Friday, July 15, 2011

Harry Potter and the Daunting Plan

We went to see the final installment of Harry Potter last night. Eva had procured tickets through her work to a special showing at 6:30 p.m. (the movie technically opened at midnight). We were advised to be there by 5:30. Really? I thought. An hour before curtain drop? That seemed odd to me, given that we didn't have to worry about the theater selling out--our group had the only tickets.
We actually got there well before 5:30...and we were lucky we did, or we might not have managed to snag two adjacent seats. Any later than, say, 5:45 and it would have been impossible to get two seats in the same row.

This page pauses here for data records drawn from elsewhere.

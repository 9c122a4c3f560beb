//! Framebuffer and shade types for a monochrome terminal screen.
//!
//! The game targets a one-color display, so cells carry a shade instead of a
//! full style. The palette that turns shades into terminal colors lives with the
//! output side.

/// 24-bit RGB color.
#[derive(Debug, Clone, Copy, PartialEq, Eq, Default)]
pub struct Rgb {
    pub r: u8,
    pub g: u8,
    pub b: u8,
}

impl Rgb {
    pub const fn new(r: u8, g: u8, b: u8) -> Self {
        Self { r, g, b }
    }
}

/// Brightness of a cell on a monochrome display.
#[derive(Debug, Clone, Copy, PartialEq, Eq, Default)]
pub enum Shade {
    /// Background
    #[default]
    Off,
    /// Frame and static labels
    Dim,
    /// Blocks and live text
    Lit,
}

/// Colors used for each shade.
#[derive(Debug, Clone, Copy, PartialEq, Eq)]
pub struct Palette {
    pub background: Rgb,
    pub dim: Rgb,
    pub lit: Rgb,
}

impl Palette {
    pub fn color(&self, shade: Shade) -> Rgb {
        match shade {
            Shade::Off => self.background,
            Shade::Dim => self.dim,
            Shade::Lit => self.lit,
        }
    }
}

impl Default for Palette {
    fn default() -> Self {
        // Blue-white on black, like a small OLED panel.
        Self {
            background: Rgb::new(0, 0, 0),
            dim: Rgb::new(90, 110, 140),
            lit: Rgb::new(200, 230, 255),
        }
    }
}

/// A single terminal cell.
#[derive(Debug, Clone, Copy, PartialEq, Eq)]
pub struct Cell {
    pub ch: char,
    pub shade: Shade,
}

impl Cell {
    pub const BLANK: Cell = Cell {
        ch: ' ',
        shade: Shade::Off,
    };
}

impl Default for Cell {
    fn default() -> Self {
        Self::BLANK
    }
}

/// 2D framebuffer of shaded character cells.
#[derive(Debug, Clone, PartialEq, Eq)]
pub struct FrameBuffer {
    width: u16,
    height: u16,
    cells: Vec<Cell>,
}

impl FrameBuffer {
    pub fn new(width: u16, height: u16) -> Self {
        let len = (width as usize) * (height as usize);
        Self {
            width,
            height,
            cells: vec![Cell::BLANK; len],
        }
    }

    pub fn width(&self) -> u16 {
        self.width
    }

    pub fn height(&self) -> u16 {
        self.height
    }

    pub fn cells(&self) -> &[Cell] {
        &self.cells
    }

    #[inline(always)]
    fn idx(&self, x: u16, y: u16) -> Option<usize> {
        if x >= self.width || y >= self.height {
            return None;
        }
        Some((y as usize) * (self.width as usize) + (x as usize))
    }

    pub fn get(&self, x: u16, y: u16) -> Option<Cell> {
        self.idx(x, y).map(|i| self.cells[i])
    }

    pub fn set(&mut self, x: u16, y: u16, cell: Cell) {
        if let Some(i) = self.idx(x, y) {
            self.cells[i] = cell;
        }
    }

    pub fn clear(&mut self) {
        self.cells.fill(Cell::BLANK);
    }

    pub fn put_char(&mut self, x: u16, y: u16, ch: char, shade: Shade) {
        self.set(x, y, Cell { ch, shade });
    }

    pub fn put_str(&mut self, x: u16, y: u16, s: &str, shade: Shade) {
        let mut cx = x;
        for ch in s.chars() {
            if cx >= self.width {
                break;
            }
            self.put_char(cx, y, ch, shade);
            cx += 1;
        }
    }

    /// Write `s` centered inside the span `[x, x + width)` of row `y`
    pub fn put_str_centered(&mut self, x: u16, width: u16, y: u16, s: &str, shade: Shade) {
        let len = s.chars().count() as u16;
        let offset = width.saturating_sub(len) / 2;
        self.put_str(x + offset, y, s, shade);
    }

    /// Write the last `digits` decimal digits of `value`, zero-padded
    pub fn put_number(&mut self, x: u16, y: u16, value: u32, digits: u16, shade: Shade) {
        let mut rest = value;
        for i in (0..digits).rev() {
            let digit = (rest % 10) as u8;
            rest /= 10;
            self.put_char(x + i, y, char::from(b'0' + digit), shade);
        }
    }

    pub fn fill_rect(&mut self, x: u16, y: u16, w: u16, h: u16, ch: char, shade: Shade) {
        for dy in 0..h {
            for dx in 0..w {
                self.put_char(x.saturating_add(dx), y.saturating_add(dy), ch, shade);
            }
        }
    }

    /// Text of one row, for tests and debugging
    pub fn row_text(&self, y: u16) -> String {
        (0..self.width)
            .map(|x| self.get(x, y).map_or(' ', |cell| cell.ch))
            .collect()
    }
}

I hesitate to even write this...I can hardly believe it...but there were at least sixty people lined up for the MIDNIGHT showings when we got there. Almost seven hours in line. There is nothing on this earth I would line up seven hours for. Nothing at all. Leaf Stanley Cup Final tickets? Screw it, I'll watch it on TV. Sexual favours from (insert fantasy-women here)? The real fantasy is not having to wait seven hours!

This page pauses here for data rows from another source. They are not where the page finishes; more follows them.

//! Terminal Mini Tetris runner (default binary).
//!
//! Drives the game core at a fixed tick with crossterm input and the framebuffer
//! screen. Keys: arrows / WASD / HJKL to move, up or space to rotate and confirm,
//! down to cycle difficulty in the menu, `r` back to the menu, `q` to quit.

use std::time::{Duration, Instant};

use anyhow::Result;

use mini_tetris::config::RunnerConfig;
use mini_tetris::core::GameState;
use mini_tetris::input::TerminalKeypad;
use mini_tetris::logging;
use mini_tetris::term::{TermScreen, TerminalRenderer};

fn main() -> Result<()> {
    let config = RunnerConfig::from_env();
    logging::init(config.log_path.as_deref(), config.log_level)?;
    log::info!("starting: seed={} tick={}ms", config.seed, config.tick_ms);

    let mut term = TerminalRenderer::new();
    term.enter()?;

    let result = run(&mut term, &config);

    // Always try to restore terminal state.
    let _ = term.exit();
    if let Err(err) = &result {
        log::error!("runner failed: {:#}", err);
    }
    log::logger().flush();
    result
}

fn run(term: &mut TerminalRenderer, config: &RunnerConfig) -> Result<()> {
    let mut game = GameState::new(config.seed);
    let mut screen = TermScreen::new();
    let mut keys = TerminalKeypad::with_config(config.keypad())
        .with_key_release_timeout_ms(config.key_release_timeout_ms);

    game.reset(&mut screen);

    let started = Instant::now();
    let tick = Duration::from_millis(config.tick_ms);
    let mut term_size = crossterm::terminal::size().unwrap_or((80, 24));

    loop {
        let tick_start = Instant::now();

        keys.pump()?;
        if keys.take_quit() {
            log::info!("quit: score={}", game.score());
            return Ok(());
        }
        if keys.take_restart() {
            game.reset(&mut screen);
        }

        let now_ms = started.elapsed().as_millis() as u64;
        game.step(now_ms, &mut keys, &mut screen);

        let size = crossterm::terminal::size().unwrap_or(term_size);
        if size != term_size {
            term_size = size;
            term.invalidate();
            screen.take_dirty();
            term.present(screen.frame(), term_size)?;
        } else if screen.take_dirty() {
            term.present(screen.frame(), term_size)?;
        }

        if let Some(rest) = tick.checked_sub(tick_start.elapsed()) {
            std::thread::sleep(rest);
        }
    }
}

I've noticed that nearly everyone I know, upon entering a stadium style theater, makes a beeline up. We don't. We go for the front row. Not the front front row, mind you...the row you first stumble upon when you enter the theater and turn around. Lots and lots of legroom there. You're less conscious of the press of humanity. And sitting close immerses you in the movie.
I managed to get the two seats adjacent to the far aisle in that front row. Even better: Eva had to contend with one person sitting on her lap, and that person was me.

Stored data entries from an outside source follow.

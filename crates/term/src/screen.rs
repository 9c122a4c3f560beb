//! TermScreen: the game's drawing surface, implemented on a framebuffer.
//!
//! Mirrors the layout of the small vertical OLED the game was designed for: a
//! walled playground with the status column to its right.
//!
//! ```text
//! |....................| SCORE
//! |....................| 000120
//! |....................|
//! |....................| NEXT
//! |....................| ()()()()
//! ...
//! +--------------------+
//! ```
//!
//! Each playground cell is two characters wide so blocks look square. Row 0 from
//! the core is the bottom row of the well.

use crate::fb::{FrameBuffer, Shade};
use crate::types::{
    CellStatus, Difficulty, PieceKind, Renderer, PLAYGROUND_HEIGHT, PLAYGROUND_WIDTH, SCORE_DIGITS,
};

/// Characters per playground cell
pub const CELL_WIDTH: u16 = 2;

/// Left wall column; the well interior starts one column to the right
const WELL_X: u16 = 0;
const WELL_INNER_X: u16 = WELL_X + 1;
const WELL_INNER_WIDTH: u16 = PLAYGROUND_WIDTH as u16 * CELL_WIDTH;
const WELL_FLOOR_Y: u16 = PLAYGROUND_HEIGHT as u16;

/// Status column
const PANEL_X: u16 = WELL_INNER_X + WELL_INNER_WIDTH + 2;
const SCORE_LABEL_Y: u16 = 1;
const SCORE_Y: u16 = 2;
const NEXT_LABEL_Y: u16 = 4;
const NEXT_Y: u16 = 5;

/// Total screen size in characters
pub const SCREEN_WIDTH: u16 = PANEL_X + 8;
pub const SCREEN_HEIGHT: u16 = WELL_FLOOR_Y + 1;

const BLOCK: &str = "[]";
const HINT_BLOCK: &str = "()";

/// Menu and game-over text rows, counted from the top of the well
const MENU_TITLE_Y: [u16; 2] = [4, 6];
const MENU_OPTION_Y: [u16; 3] = [10, 12, 14];
const GAME_OVER_Y: [u16; 2] = [8, 11];

/// Next-piece hints on a 4x2 grid, indexed `[column][row]` with row 0 at the
/// bottom, in [`PieceKind::ALL`] order
const HINT_MAPS: [[[bool; 2]; 4]; 8] = {
    const X: bool = true;
    const O: bool = false;
    [
        // I
        [[X, O], [X, O], [X, O], [X, O]],
        // J
        [[O, O], [X, X], [X, O], [X, O]],
        // L
        [[O, O], [X, X], [O, X], [O, X]],
        // O
        [[O, O], [O, O], [X, X], [X, X]],
        // S
        [[O, O], [X, O], [X, X], [O, X]],
        // T
        [[O, O], [X, O], [X, X], [X, O]],
        // Z
        [[O, O], [O, X], [X, X], [X, O]],
        // Short I
        [[X, O], [X, O], [X, O], [O, O]],
    ]
};

/// Framebuffer-backed [`Renderer`]
#[derive(Debug, Clone)]
pub struct TermScreen {
    fb: FrameBuffer,
    dirty: bool,
}

impl TermScreen {
    pub fn new() -> Self {
        let mut screen = Self {
            fb: FrameBuffer::new(SCREEN_WIDTH, SCREEN_HEIGHT),
            dirty: true,
        };
        screen.draw_frame();
        screen
    }

    pub fn frame(&self) -> &FrameBuffer {
        &self.fb
    }

    /// Whether anything was drawn since the last call
    pub fn take_dirty(&mut self) -> bool {
        std::mem::take(&mut self.dirty)
    }

    /// Screen row of a playground row (row 0 is the bottom)
    pub fn row_y(row: u8) -> u16 {
        WELL_FLOOR_Y - 1 - row as u16
    }

    /// Screen column of a playground column
    pub fn col_x(col: usize) -> u16 {
        WELL_INNER_X + col as u16 * CELL_WIDTH
    }

    fn draw_frame(&mut self) {
        for y in 0..WELL_FLOOR_Y {
            self.fb.put_char(WELL_X, y, '|', Shade::Dim);
            self.fb.put_char(WELL_INNER_X + WELL_INNER_WIDTH, y, '|', Shade::Dim);
        }
        self.fb.put_char(WELL_X, WELL_FLOOR_Y, '+', Shade::Dim);
        self.fb.fill_rect(WELL_INNER_X, WELL_FLOOR_Y, WELL_INNER_WIDTH, 1, '-', Shade::Dim);
        self.fb.put_char(WELL_INNER_X + WELL_INNER_WIDTH, WELL_FLOOR_Y, '+', Shade::Dim);

        self.fb.put_str(PANEL_X, SCORE_LABEL_Y, "SCORE", Shade::Dim);
        self.fb.put_str(PANEL_X, NEXT_LABEL_Y, "NEXT", Shade::Dim);
    }

    fn put_well_text(&mut self, y: u16, text: &str) {
        self.fb.fill_rect(WELL_INNER_X, y, WELL_INNER_WIDTH, 1, ' ', Shade::Off);
        self.fb.put_str_centered(WELL_INNER_X, WELL_INNER_WIDTH, y, text, Shade::Lit);
    }
}

impl Default for TermScreen {
    fn default() -> Self {
        Self::new()
    }
}

impl Renderer for TermScreen {
    fn clear_all(&mut self) {
        self.fb.clear();
        self.draw_frame();
        self.dirty = true;
    }

    fn draw_score(&mut self, score: u32) {
        self.fb.put_number(PANEL_X, SCORE_Y, score, SCORE_DIGITS as u16, Shade::Lit);
        self.dirty = true;
    }

    fn draw_next_piece_hint(&mut self, kind: PieceKind) {
        let map = &HINT_MAPS[kind.index()];
        for (col, column) in map.iter().enumerate() {
            for (row, &filled) in column.iter().enumerate() {
                let x = PANEL_X + col as u16 * CELL_WIDTH;
                let y = NEXT_Y + 1 - row as u16;
                if filled {
                    self.fb.put_str(x, y, HINT_BLOCK, Shade::Lit);
                } else {
                    self.fb.put_str(x, y, "  ", Shade::Off);
                }
            }
        }
        self.dirty = true;
    }

    fn draw_playground_row(&mut self, row: u8, cells: &[CellStatus; PLAYGROUND_WIDTH]) {
        if row as usize >= PLAYGROUND_HEIGHT {
            return;
        }
        let y = Self::row_y(row);
        for (col, cell) in cells.iter().enumerate() {
            let x = Self::col_x(col);
            if cell.is_filled() {
                self.fb.put_str(x, y, BLOCK, Shade::Lit);
            } else {
                self.fb.put_str(x, y, "  ", Shade::Off);
            }
        }
        self.dirty = true;
    }

    fn draw_menu(&mut self, selected: Difficulty) {
        self.put_well_text(MENU_TITLE_Y[0], "MINI");
        self.put_well_text(MENU_TITLE_Y[1], "TETRIS");
        for (difficulty, y) in Difficulty::ALL.into_iter().zip(MENU_OPTION_Y) {
            let cursor = if difficulty == selected { '>' } else { ' ' };
            let x = WELL_INNER_X + (WELL_INNER_WIDTH - 5) / 2;
            self.fb.fill_rect(WELL_INNER_X, y, WELL_INNER_WIDTH, 1, ' ', Shade::Off);
            self.fb.put_char(x, y, cursor, Shade::Lit);
            self.fb.put_str(x + 1, y, difficulty.label(), Shade::Lit);
        }
        self.dirty = true;
    }

    fn draw_game_over(&mut self) {
        self.put_well_text(GAME_OVER_Y[0], "GAME");
        self.put_well_text(GAME_OVER_Y[1], "OVER");
        self.dirty = true;
    }
}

Concessions in movie theaters have gone from obscene to almost inconceivable in price. Two pops and two popcorns with extra butter: $25. (Extra butter because otherwise your popcorn might as well be plain. I don't know about you, but personally I have an aversion to eating little bits of styrofoam.)
Wouldn't have mattered, anyway. The popcorn was actually cold by the time I dug into it, and if that was "extra butter"...then I was actually eating styrofoam. Yum.

I don't know whether it was the styrofoam, the Coke Zero (dear Coke: can you please try and produce a diet cola that doesn't taste like goat-spit?) or the endless wait, but I was kind of soured on the movie before it even started.

Don't get me wrong, it was a fine and fitting spectacle and a worthy end to a great franchise. But the 3D was totally unnecessary...it's only a means to extract more money from us moviegoers. I found the audio mixing to be slightly off: for the first time over the course of eight films I occasionally had trouble deciphering dialogue. And the pacing is...unusual. Frantic action for thirty seconds or a minute, then everything jars to a halt for some drama, then back to the action. It's not the weakest of the set--Half Blood Prince takes that title by a landslide--but nor is it near the top of the heap. At least as far as I'm concerned.

Harry Potter is all grown up. As for me...

Acting on doctor's advice-cum-orders, I have joined a gym for the first time in my life. It's the same gym that Eva belongs to. Put it this way: I'd rather spare myself Dad's heart attacks if I can help it. (He's looking fitter than he has in many years, down a considerable amount of weight and several inches. Besides, he feels great, exercising four or five times a week.
Part of me--the childish part I still struggle to quiet--is skeptical. Exercise has never felt good to me. Exercise is that thing that makes you stiff and sore for hours afterwards. Then you do it again and you're even more stiff and more sore. I'm given to understand that after some unknown number of repetitions, you become less stiff and less sore...but I'm less stiff and less sore sitting here in my chair. Besides, I'm further told that if you don't "feel the burn", you're not doing it right. Well, doing it wrong doesn't HURT! "No pain, no...pain! Duh!"

And then, at the end of your hour, you've done...what, exactly? You haven't gone anywhere or experienced anything other than rapidly increasing stiffness and soreness.

Against all odds, I might enjoy myself and become this guy in a couple of years:



Okay....

I'm going to try, damnit. Whenever I feel my resolve faltering, I'm going to think of my dad coming very near to death in his hospital bed, victim of a leg cramp that suddenly and without warning became a heart-cramp. (And by the way, his son gets leg cramps, too. Entirely too many of them, almost always in the left leg, sometimes high, sometimes low, always excruciating.)

How I wish I could just wave a magic wand. On the other hand, maybe after enough of this rigamarole I might be able to do new things. Like stand in line for sev-- No, not that. Never that.



1 comment:

Rocketstar said...

I think the girls and I may go see HP tomorrow.

Gym, good for you. Think of the endorphins you'll generate, they are awesome.